Per non rendere la questione più semplice, nella zona di Idlib ci sono ancora gruppi terroristici, alcuni affiliati allo Stato Islamico. Inoltre, il governo di Damasco ha l’appoggio della Russia e dell’Iran ma è avversato appunto dalla Turchia. In questo intrico di alleanze e inimicizie dobbiamo collocare buona parte dei rifugiati che ora si trovano nei pressi del confine turco-greco, che vengono erroneamente considerati migranti economici.

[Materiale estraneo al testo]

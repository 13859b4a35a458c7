//! Client-side call lifecycle.
//!
//! An [`RpcCaller`] is a transport-agnostic state machine:
//!
//! ```text
//!   Idle ──begin──▶ Pending ──invoke──▶ Done ──end──▶ Idle
//! ```
//!
//! One concrete implementation exists per transport ([`crate::direct`],
//! [`crate::transport`]); all of them share the [`Transaction`] helper so
//! the at-most-one-transaction invariant is enforced in exactly one place.
//!
//! `invoke` is synchronous: it blocks the caller's thread of control until
//! the provider has produced a response, and there is no cancellation. A
//! transport failure mid-call is fatal for the session and surfaces as
//! [`CallerError::Transport`] with the fixed status enumeration, verbatim.

use core::fmt;

use crate::error::RpcError;

/// Identifier for one call transaction, valid from `begin` to `end`.
/// Opaque to callers; `0` is never issued.
pub type CallHandle = u32;

/// Errors surfaced by the caller-side state machine.
#[derive(Debug, Clone, Copy, PartialEq, Eq)]
pub enum CallerError {
    /// No transaction slot or request buffer is available. Either a call
    /// is already in progress on this session, or the requested length
    /// exceeds the session's fixed request-buffer capacity.
    NoBufferAvailable,
    /// The handle does not name this session's active transaction, or the
    /// transaction is not in the right state for the attempted step.
    InvalidTransaction,
    /// The transport failed to complete the call. Non-retriable; the
    /// wrapped status is propagated from the transport unchanged.
    Transport(RpcError),
}

impl fmt::Display for CallerError {
    fn fmt(&self, f: &mut fmt::Formatter<'_>) -> fmt::Result {
        match self {
            Self::NoBufferAvailable => write!(f, "no call buffer available"),
            Self::InvalidTransaction => write!(f, "invalid call transaction"),
            Self::Transport(e) => write!(f, "transport: {e}"),
        }
    }
}

impl From<RpcError> for CallerError {
    fn from(e: RpcError) -> Self {
        Self::Transport(e)
    }
}

/// Result of a successfully transported call.
///
/// The transport accepting the call says nothing about whether the
/// operation itself succeeded; both channels are surfaced side by side.
#[derive(Debug)]
pub struct CallOutcome<'a> {
    /// Operation status set by the handler; `None` if the handler never
    /// got as far as attempting the operation.
    pub op_status: Option<i32>,
    /// Read-only view into the session's response buffer. Valid until the
    /// borrow ends; the underlying storage is reused after `end`.
    pub response: &'a [u8],
}

/// A transport-agnostic RPC call session.
pub trait RpcCaller {
    /// Start a transaction, claiming the session's request buffer.
    /// Returns a writable view sized exactly `req_len`.
    fn begin(&mut self, req_len: usize) -> Result<(CallHandle, &mut [u8]), CallerError>;

    /// Deliver the request and block until the response arrives.
    /// Valid only for the handle returned by the most recent `begin`.
    fn invoke(&mut self, handle: CallHandle, opcode: u32) -> Result<CallOutcome<'_>, CallerError>;

    /// Release the transaction slot. Buffer contents are no longer
    /// guaranteed preserved. Calling `end` without a matching transaction
    /// is a no-op, never a fault.
    fn end(&mut self, handle: CallHandle);

    /// The parameter encoding this session was constructed with.
    fn encoding(&self) -> u32;
}

// ── Shared transaction state machine ──────────────────────────

#[derive(Debug, Clone, Copy, PartialEq, Eq)]
enum TxnState {
    Idle,
    /// `begin` has claimed the request buffer.
    Pending { handle: CallHandle, req_len: usize },
    /// `invoke` has completed; the response view is live until `end`.
    Done { handle: CallHandle },
}

/// At-most-one-transaction bookkeeping shared by every concrete caller.
#[derive(Debug)]
pub(crate) struct Transaction {
    state: TxnState,
    next_handle: CallHandle,
}

impl Transaction {
    pub(crate) fn new() -> Self {
        Self {
            state: TxnState::Idle,
            next_handle: 1,
        }
    }

    /// Claim the transaction slot for a request of `req_len` bytes.
    pub(crate) fn begin(
        &mut self,
        req_len: usize,
        capacity: usize,
    ) -> Result<CallHandle, CallerError> {
        if self.state != TxnState::Idle || req_len > capacity {
            return Err(CallerError::NoBufferAvailable);
        }

        let handle = self.next_handle;
        // Skip 0 on wrap so a zero handle can never name a transaction.
        self.next_handle = match self.next_handle.wrapping_add(1) {
            0 => 1,
            h => h,
        };

        self.state = TxnState::Pending { handle, req_len };
        Ok(handle)
    }

    /// Transition Pending -> Done for `invoke`; yields the request length
    /// declared at `begin`.
    pub(crate) fn take_for_invoke(&mut self, handle: CallHandle) -> Result<usize, CallerError> {
        match self.state {
            TxnState::Pending { handle: h, req_len } if h == handle => {
                self.state = TxnState::Done { handle };
                Ok(req_len)
            }
            _ => Err(CallerError::InvalidTransaction),
        }
    }

    /// Release the slot if `handle` names the active transaction.
    pub(crate) fn end(&mut self, handle: CallHandle) {
        match self.state {
            TxnState::Pending { handle: h, .. } | TxnState::Done { handle: h } if h == handle => {
                self.state = TxnState::Idle;
            }
            // No matching transaction: a no-op by contract.
            _ => {}
        }
    }
}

Gli attacchi ai centri d’accoglienza
Negli ultimi giorni, la clinica pediatrica di Medici Senza Frontiere è stata chiusa per motivi di sicurezza. Allo stesso modo, un magazzino di Chio, dove le ONG si riforniscono, è stato incendiato, molto probabilmente da cittadini greci. Anche i giornalisti sono nel mirino come dimostra il lancio di pietre contro l’auto dei due reporter Franziska Grillmeier e Julian Busch.
La situazione si fa sempre più paradossale anche sull’isola di Moria, dove risiedono moltissimi richiedenti asilo, circa 20.000. Sull’isola è giunto Mario Muller, a capo del movimento identitario tedesco “Lambda”, per una manifestazione contro i migranti.
Tutto questo avviene in una società che noi definiamo civile e democratica. Una società dove chi ancora accoglie deve giustificarsi dinnanzi all’opinione pubblica e mostrare che non stia “accogliendo troppo”. Una politica in cui perfino i moderati e le sinistre devono avere una linea dura sull’immigrazione per non farsi soppiantare dalle destre più estreme.
Ciò che più sconvolge è che tutto ciò è viene spesso giustificato con la difesa dei valori cristiani e di una tradizione europea (giudaico)-cristiana. La stessa tradizione in base alla quale Gesù “nacque in una stalla perché per loro non c’era posto nell’albergo”, rifiutato da tutti.